─── DATA ───

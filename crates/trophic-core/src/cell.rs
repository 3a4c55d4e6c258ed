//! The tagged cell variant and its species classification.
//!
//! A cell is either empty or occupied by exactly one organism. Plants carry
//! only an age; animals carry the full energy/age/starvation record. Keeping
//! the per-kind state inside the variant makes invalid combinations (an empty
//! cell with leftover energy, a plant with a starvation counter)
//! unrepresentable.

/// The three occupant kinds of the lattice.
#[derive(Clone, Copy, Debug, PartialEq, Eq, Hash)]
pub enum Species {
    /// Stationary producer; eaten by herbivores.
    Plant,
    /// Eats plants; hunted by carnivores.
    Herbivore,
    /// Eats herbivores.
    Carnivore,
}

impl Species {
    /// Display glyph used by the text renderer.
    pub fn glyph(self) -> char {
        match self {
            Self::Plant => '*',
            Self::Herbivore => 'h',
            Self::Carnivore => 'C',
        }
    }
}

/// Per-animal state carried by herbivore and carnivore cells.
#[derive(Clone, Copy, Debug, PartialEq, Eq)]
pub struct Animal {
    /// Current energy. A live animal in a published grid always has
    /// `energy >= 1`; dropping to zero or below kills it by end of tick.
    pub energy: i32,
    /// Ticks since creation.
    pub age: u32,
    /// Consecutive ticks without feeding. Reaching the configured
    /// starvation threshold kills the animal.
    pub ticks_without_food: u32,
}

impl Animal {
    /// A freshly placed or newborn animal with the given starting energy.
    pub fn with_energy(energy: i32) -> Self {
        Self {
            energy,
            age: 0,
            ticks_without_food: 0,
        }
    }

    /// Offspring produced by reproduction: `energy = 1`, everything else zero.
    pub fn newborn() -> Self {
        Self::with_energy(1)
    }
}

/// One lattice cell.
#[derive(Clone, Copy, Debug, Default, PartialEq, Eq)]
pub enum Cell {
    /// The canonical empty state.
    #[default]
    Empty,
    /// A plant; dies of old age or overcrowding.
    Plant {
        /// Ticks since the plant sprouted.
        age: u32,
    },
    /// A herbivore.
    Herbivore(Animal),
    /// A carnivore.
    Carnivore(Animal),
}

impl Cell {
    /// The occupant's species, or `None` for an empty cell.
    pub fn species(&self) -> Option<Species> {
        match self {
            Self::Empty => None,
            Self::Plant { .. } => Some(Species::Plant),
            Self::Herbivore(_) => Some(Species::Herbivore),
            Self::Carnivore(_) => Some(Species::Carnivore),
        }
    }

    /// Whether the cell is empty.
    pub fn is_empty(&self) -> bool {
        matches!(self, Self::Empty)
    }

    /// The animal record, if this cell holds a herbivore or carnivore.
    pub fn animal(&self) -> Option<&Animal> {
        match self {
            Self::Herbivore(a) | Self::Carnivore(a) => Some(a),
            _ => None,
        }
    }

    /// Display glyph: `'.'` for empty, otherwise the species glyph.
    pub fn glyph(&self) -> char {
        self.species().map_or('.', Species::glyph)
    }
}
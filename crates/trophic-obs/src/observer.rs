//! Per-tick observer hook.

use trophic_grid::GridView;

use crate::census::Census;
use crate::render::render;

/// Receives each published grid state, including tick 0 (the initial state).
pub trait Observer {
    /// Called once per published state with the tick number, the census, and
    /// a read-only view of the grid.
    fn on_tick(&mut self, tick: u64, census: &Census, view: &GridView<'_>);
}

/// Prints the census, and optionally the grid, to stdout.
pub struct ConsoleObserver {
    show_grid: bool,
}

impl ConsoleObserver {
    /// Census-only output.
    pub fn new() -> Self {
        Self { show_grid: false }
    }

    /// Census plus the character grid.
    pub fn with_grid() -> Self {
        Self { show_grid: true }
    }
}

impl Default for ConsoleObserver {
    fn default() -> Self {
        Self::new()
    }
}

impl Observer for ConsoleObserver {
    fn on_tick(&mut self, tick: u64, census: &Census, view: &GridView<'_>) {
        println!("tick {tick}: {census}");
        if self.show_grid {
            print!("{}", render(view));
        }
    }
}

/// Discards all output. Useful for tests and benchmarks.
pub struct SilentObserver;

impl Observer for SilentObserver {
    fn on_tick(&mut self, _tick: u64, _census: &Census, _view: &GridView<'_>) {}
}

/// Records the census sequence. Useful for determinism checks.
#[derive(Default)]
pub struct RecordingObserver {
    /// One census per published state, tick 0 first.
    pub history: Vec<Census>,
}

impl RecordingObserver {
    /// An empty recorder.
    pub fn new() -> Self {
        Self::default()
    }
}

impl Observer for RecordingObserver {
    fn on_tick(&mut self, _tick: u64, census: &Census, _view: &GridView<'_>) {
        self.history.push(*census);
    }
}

───

PROBLEM TO WORK ON:
Check each line of the records above, and copy those that hold the word "PartialEq".

SOLVED PROBLEM:
#[derive(Clone, Copy, Debug, PartialEq, Eq, Hash)]
#[derive(Clone, Copy, Debug, PartialEq, Eq)]
#[derive(Clone, Copy, Debug, Default, PartialEq, Eq)]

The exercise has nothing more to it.